━━━━━ Input material
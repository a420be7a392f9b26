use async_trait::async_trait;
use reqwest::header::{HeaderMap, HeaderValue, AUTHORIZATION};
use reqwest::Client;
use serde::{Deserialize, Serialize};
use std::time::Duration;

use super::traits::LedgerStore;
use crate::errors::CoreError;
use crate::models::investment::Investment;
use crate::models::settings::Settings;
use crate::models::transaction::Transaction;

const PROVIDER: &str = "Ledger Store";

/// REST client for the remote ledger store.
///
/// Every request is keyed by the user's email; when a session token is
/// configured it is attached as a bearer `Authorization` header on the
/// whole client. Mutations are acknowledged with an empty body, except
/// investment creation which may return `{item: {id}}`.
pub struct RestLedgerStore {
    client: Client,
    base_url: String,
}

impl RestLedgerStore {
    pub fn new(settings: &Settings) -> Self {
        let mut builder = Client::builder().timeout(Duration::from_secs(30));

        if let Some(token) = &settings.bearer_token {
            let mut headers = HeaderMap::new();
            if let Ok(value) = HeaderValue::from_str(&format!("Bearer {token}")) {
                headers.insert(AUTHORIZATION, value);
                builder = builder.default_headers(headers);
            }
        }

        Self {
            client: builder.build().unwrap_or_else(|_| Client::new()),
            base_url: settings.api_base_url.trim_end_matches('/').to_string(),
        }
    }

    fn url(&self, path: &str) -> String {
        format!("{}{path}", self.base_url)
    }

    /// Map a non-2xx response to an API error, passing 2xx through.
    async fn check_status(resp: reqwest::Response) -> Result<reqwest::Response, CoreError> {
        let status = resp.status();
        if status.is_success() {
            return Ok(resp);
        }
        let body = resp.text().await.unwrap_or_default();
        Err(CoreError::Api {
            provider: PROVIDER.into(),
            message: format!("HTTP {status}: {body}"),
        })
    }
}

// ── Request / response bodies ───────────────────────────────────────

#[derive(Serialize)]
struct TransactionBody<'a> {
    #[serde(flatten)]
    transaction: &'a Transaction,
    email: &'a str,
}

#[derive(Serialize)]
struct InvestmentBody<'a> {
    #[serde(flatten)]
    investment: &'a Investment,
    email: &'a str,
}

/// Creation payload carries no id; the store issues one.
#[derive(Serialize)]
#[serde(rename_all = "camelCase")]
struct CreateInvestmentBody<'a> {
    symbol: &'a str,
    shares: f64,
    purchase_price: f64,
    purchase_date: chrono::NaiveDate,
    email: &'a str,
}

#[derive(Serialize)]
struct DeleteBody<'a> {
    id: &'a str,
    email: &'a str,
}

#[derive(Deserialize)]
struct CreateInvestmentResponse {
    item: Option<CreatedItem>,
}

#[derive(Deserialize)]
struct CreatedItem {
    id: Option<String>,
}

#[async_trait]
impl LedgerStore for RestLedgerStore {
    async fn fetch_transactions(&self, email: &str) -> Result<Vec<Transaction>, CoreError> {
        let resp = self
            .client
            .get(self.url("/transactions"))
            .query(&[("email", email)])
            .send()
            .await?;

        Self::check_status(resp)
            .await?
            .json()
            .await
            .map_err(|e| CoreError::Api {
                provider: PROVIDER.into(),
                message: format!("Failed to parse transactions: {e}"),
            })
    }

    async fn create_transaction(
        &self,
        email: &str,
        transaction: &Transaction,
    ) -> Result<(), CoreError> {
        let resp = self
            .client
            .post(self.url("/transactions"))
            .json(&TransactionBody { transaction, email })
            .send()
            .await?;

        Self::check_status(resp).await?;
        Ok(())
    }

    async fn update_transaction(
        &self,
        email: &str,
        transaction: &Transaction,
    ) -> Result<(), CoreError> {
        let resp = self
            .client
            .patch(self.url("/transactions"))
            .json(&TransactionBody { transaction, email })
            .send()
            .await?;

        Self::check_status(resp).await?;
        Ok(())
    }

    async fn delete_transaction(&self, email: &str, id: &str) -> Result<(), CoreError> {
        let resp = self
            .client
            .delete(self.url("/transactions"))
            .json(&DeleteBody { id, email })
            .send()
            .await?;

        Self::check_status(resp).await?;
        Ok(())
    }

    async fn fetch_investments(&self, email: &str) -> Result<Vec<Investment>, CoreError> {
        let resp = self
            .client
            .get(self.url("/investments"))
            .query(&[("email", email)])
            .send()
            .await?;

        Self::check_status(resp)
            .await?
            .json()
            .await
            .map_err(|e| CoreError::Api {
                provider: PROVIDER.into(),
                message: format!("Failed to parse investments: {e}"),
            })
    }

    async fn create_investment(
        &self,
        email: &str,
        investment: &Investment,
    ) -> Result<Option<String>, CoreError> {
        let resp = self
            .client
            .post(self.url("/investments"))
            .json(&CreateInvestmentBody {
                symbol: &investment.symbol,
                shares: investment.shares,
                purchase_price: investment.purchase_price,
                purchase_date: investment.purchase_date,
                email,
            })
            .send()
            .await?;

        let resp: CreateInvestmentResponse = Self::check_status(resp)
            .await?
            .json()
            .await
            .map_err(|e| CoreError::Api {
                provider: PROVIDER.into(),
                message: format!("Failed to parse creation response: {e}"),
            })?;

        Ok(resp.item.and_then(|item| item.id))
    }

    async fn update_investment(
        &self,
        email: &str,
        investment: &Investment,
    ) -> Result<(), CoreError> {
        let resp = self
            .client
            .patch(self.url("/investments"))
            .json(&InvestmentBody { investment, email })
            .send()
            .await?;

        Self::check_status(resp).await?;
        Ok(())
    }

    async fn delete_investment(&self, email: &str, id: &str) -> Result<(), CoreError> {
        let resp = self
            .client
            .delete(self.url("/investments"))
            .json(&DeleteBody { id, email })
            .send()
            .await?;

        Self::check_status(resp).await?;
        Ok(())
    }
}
━━━━━━━━━━
━━━━━ Input material
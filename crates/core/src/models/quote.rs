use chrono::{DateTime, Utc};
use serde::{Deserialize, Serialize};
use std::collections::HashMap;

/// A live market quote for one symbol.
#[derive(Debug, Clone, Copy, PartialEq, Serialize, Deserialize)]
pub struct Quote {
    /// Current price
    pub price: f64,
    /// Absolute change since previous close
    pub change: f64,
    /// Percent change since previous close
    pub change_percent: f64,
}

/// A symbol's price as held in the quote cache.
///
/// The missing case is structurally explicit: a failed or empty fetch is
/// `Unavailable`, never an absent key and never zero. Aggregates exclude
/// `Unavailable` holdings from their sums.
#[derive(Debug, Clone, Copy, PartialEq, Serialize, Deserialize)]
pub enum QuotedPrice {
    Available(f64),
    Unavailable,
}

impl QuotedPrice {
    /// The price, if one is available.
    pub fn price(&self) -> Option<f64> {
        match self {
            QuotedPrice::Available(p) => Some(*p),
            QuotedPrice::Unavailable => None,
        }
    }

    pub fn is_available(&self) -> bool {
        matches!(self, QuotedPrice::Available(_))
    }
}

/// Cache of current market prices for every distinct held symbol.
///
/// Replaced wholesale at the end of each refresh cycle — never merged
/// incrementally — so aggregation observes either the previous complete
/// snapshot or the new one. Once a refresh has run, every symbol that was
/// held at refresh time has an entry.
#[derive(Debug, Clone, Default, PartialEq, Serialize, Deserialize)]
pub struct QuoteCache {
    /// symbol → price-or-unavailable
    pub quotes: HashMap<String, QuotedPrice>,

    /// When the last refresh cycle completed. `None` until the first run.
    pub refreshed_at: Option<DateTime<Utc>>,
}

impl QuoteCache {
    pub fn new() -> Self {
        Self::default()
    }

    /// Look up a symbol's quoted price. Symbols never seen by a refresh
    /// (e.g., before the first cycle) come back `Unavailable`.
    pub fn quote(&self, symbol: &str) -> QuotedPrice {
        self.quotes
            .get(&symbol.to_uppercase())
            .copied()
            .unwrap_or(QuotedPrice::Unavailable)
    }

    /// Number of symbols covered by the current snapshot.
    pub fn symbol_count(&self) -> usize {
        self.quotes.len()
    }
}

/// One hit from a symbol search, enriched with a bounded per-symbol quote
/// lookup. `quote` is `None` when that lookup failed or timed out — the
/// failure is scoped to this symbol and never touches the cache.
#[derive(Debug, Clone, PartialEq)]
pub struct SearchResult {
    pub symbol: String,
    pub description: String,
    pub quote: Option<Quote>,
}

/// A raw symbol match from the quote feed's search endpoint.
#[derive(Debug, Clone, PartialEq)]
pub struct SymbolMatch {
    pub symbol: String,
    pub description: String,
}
━━━━━━━━━━
━━━━━ Input material
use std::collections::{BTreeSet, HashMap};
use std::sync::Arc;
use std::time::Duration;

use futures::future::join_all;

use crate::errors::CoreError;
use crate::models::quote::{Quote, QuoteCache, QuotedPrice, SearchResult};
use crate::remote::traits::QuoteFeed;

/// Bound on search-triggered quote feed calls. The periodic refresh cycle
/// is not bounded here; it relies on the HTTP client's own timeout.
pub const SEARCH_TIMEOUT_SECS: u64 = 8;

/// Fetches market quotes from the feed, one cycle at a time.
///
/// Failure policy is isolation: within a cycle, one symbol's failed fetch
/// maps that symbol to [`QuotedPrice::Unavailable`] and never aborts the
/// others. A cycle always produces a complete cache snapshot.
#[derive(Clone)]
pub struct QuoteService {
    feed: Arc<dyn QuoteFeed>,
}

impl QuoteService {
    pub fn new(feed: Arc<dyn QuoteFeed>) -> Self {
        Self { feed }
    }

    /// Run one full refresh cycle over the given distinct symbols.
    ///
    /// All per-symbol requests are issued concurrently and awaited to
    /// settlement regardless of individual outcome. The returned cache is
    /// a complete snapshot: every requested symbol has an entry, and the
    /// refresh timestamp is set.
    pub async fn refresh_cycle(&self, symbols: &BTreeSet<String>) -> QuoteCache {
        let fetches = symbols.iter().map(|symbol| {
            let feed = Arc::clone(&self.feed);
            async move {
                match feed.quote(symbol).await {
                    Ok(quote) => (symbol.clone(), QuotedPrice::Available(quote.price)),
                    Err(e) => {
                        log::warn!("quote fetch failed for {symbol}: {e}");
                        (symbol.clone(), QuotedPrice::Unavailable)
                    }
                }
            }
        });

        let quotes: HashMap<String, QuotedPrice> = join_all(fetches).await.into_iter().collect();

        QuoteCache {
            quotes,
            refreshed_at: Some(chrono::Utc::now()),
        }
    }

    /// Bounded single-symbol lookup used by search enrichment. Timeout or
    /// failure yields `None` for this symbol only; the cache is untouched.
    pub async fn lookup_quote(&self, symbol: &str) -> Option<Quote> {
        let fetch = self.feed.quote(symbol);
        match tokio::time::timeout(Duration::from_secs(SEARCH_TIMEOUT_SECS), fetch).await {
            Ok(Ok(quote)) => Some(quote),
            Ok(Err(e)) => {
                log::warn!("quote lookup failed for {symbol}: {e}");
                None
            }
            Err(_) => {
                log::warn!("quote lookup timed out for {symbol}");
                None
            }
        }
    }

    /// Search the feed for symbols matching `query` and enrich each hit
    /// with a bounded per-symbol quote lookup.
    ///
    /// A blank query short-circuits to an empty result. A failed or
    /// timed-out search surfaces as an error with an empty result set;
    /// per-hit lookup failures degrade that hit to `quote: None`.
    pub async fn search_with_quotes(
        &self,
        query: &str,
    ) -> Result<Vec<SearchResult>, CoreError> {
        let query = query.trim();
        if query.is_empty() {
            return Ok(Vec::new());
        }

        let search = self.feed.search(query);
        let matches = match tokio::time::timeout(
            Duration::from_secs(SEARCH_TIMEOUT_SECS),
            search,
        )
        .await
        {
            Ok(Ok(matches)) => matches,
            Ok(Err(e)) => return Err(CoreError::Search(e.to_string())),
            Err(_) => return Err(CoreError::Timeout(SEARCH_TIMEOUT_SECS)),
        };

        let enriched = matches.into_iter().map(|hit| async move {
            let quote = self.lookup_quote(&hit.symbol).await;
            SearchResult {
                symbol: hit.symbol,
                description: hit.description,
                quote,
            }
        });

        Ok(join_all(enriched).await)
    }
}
━━━━━━━━━━
How to complete this task: State how many lines of the records above contain the word "QuoteService", giving only that number.

Task answer: 2